[Saved entries]
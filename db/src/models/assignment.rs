use chrono::{DateTime, Utc};
use sea_orm::entity::prelude::*;
use sea_orm::{ConnectionTrait, QueryOrder, QuerySelect, QueryTrait, Set};
use serde::{Deserialize, Serialize};

use crate::timestamps::Timestamped;

/// Lifecycle of an assignment. Moves forward only:
/// `Draft` → `Published` → `Closed`.
#[derive(
    Debug,
    Clone,
    Copy,
    PartialEq,
    Eq,
    PartialOrd,
    Ord,
    Hash,
    EnumIter,
    DeriveActiveEnum,
    Serialize,
    Deserialize,
    strum::Display,
    strum::EnumString,
)]
#[sea_orm(rs_type = "String", db_type = "Text")]
#[serde(rename_all = "snake_case")]
#[strum(serialize_all = "snake_case", ascii_case_insensitive)]
pub enum AssignmentStatus {
    /// Being authored; the target class may still change.
    #[sea_orm(string_value = "draft")]
    Draft,
    /// Visible to students and accepting work.
    #[sea_orm(string_value = "published")]
    Published,
    /// No longer accepting work.
    #[sea_orm(string_value = "closed")]
    Closed,
}

impl Default for AssignmentStatus {
    fn default() -> Self {
        Self::Draft
    }
}

/// A set of problems assigned to a class with a scoring and time window.
#[derive(Clone, Debug, PartialEq, Eq, DeriveEntityModel)]
#[sea_orm(table_name = "assignments")]
pub struct Model {
    /// Primary key of the assignment.
    #[sea_orm(primary_key)]
    pub id: i64,
    /// Teacher who owns the assignment.
    pub teacher_id: i64,
    /// Class whose roster receives the assignment.
    pub class_id: i64,
    pub title: String,
    pub description: Option<String>,
    /// Optional opening time; activity before it is rejected.
    pub start_time: Option<DateTime<Utc>>,
    /// Optional deadline; see `allow_late_submission`.
    pub end_time: Option<DateTime<Utc>>,
    pub allow_late_submission: bool,
    pub status: AssignmentStatus,
    /// Sum of the points of every problem currently attached.
    pub max_score: i64,
    pub created_at: DateTime<Utc>,
    pub updated_at: DateTime<Utc>,
}

#[derive(Copy, Clone, Debug, EnumIter, DeriveRelation)]
pub enum Relation {
    #[sea_orm(has_many = "super::assignment_problem::Entity")]
    AssignmentProblems,
    #[sea_orm(has_many = "super::assignment_user::Entity")]
    AssignmentUsers,
}

impl Related<super::assignment_problem::Entity> for Entity {
    fn to() -> RelationDef {
        Relation::AssignmentProblems.def()
    }
}

impl Related<super::assignment_user::Entity> for Entity {
    fn to() -> RelationDef {
        Relation::AssignmentUsers.def()
    }
}

impl Timestamped for ActiveModel {
    fn set_created_at(&mut self, at: DateTime<Utc>) {
        self.created_at = Set(at);
    }

    fn set_updated_at(&mut self, at: DateTime<Utc>) {
        self.updated_at = Set(at);
    }
}

#[async_trait::async_trait]
impl ActiveModelBehavior for ActiveModel {
    async fn before_save<C>(mut self, _db: &C, insert: bool) -> Result<Self, DbErr>
    where
        C: ConnectionTrait,
    {
        self.stamp(Utc::now(), insert);
        Ok(self)
    }
}

impl Model {
    pub fn is_draft(&self) -> bool {
        self.status == AssignmentStatus::Draft
    }

    /// Whether work handed in at `at` is inside the assignment window.
    ///
    /// Work after `end_time` is accepted only when late submission is allowed.
    pub fn accepts_work_at(&self, at: DateTime<Utc>) -> bool {
        if let Some(start) = self.start_time {
            if at < start {
                return false;
            }
        }
        match self.end_time {
            Some(end) if at > end => self.allow_late_submission,
            _ => true,
        }
    }

    pub async fn find_by_teacher<C>(db: &C, teacher_id: i64) -> Result<Vec<Self>, DbErr>
    where
        C: ConnectionTrait,
    {
        Entity::find()
            .filter(Column::TeacherId.eq(teacher_id))
            .order_by_asc(Column::Id)
            .all(db)
            .await
    }

    pub async fn find_by_class<C>(db: &C, class_id: i64) -> Result<Vec<Self>, DbErr>
    where
        C: ConnectionTrait,
    {
        Entity::find()
            .filter(Column::ClassId.eq(class_id))
            .order_by_asc(Column::Id)
            .all(db)
            .await
    }

    /// Assignments the student participates in.
    pub async fn find_by_student<C>(db: &C, student_id: i64) -> Result<Vec<Self>, DbErr>
    where
        C: ConnectionTrait,
    {
        use super::assignment_user::{Column as ParticipantCol, Entity as ParticipantEntity};

        let assignment_ids = ParticipantEntity::find()
            .select_only()
            .column(ParticipantCol::AssignmentId)
            .filter(ParticipantCol::StudentId.eq(student_id));

        Entity::find()
            .filter(Column::Id.in_subquery(assignment_ids.as_query().to_owned()))
            .order_by_asc(Column::Id)
            .all(db)
            .await
    }

    pub async fn set_max_score<C>(db: &C, id: i64, max_score: i64) -> Result<(), DbErr>
    where
        C: ConnectionTrait,
    {
        use sea_orm::sea_query::Expr;

        let result = Entity::update_many()
            .col_expr(Column::MaxScore, Expr::value(max_score))
            .col_expr(Column::UpdatedAt, Expr::value(Utc::now()))
            .filter(Column::Id.eq(id))
            .exec(db)
            .await?;

        if result.rows_affected == 0 {
            return Err(DbErr::RecordNotFound(format!("Assignment {id} not found")));
        }
        Ok(())
    }
}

• [What needs to be done] Reproduce the lines of the records exactly, from the first one through the line that contains "#[derive(Clone, Debug, PartialEq, Eq, DeriveEntityModel)]".

• [Response box]
filename db/src/models/assignment.rs
use chrono::{DateTime, Utc};
use sea_orm::entity::prelude::*;
use sea_orm::{ConnectionTrait, QueryOrder, QuerySelect, QueryTrait, Set};
use serde::{Deserialize, Serialize};

use crate::timestamps::Timestamped;

/// Lifecycle of an assignment. Moves forward only:
/// `Draft` → `Published` → `Closed`.
#[derive(
    Debug,
    Clone,
    Copy,
    PartialEq,
    Eq,
    PartialOrd,
    Ord,
    Hash,
    EnumIter,
    DeriveActiveEnum,
    Serialize,
    Deserialize,
    strum::Display,
    strum::EnumString,
)]
#[sea_orm(rs_type = "String", db_type = "Text")]
#[serde(rename_all = "snake_case")]
#[strum(serialize_all = "snake_case", ascii_case_insensitive)]
pub enum AssignmentStatus {
    /// Being authored; the target class may still change.
    #[sea_orm(string_value = "draft")]
    Draft,
    /// Visible to students and accepting work.
    #[sea_orm(string_value = "published")]
    Published,
    /// No longer accepting work.
    #[sea_orm(string_value = "closed")]
    Closed,
}

impl Default for AssignmentStatus {
    fn default() -> Self {
        Self::Draft
    }
}

/// A set of problems assigned to a class with a scoring and time window.
#[derive(Clone, Debug, PartialEq, Eq, DeriveEntityModel)]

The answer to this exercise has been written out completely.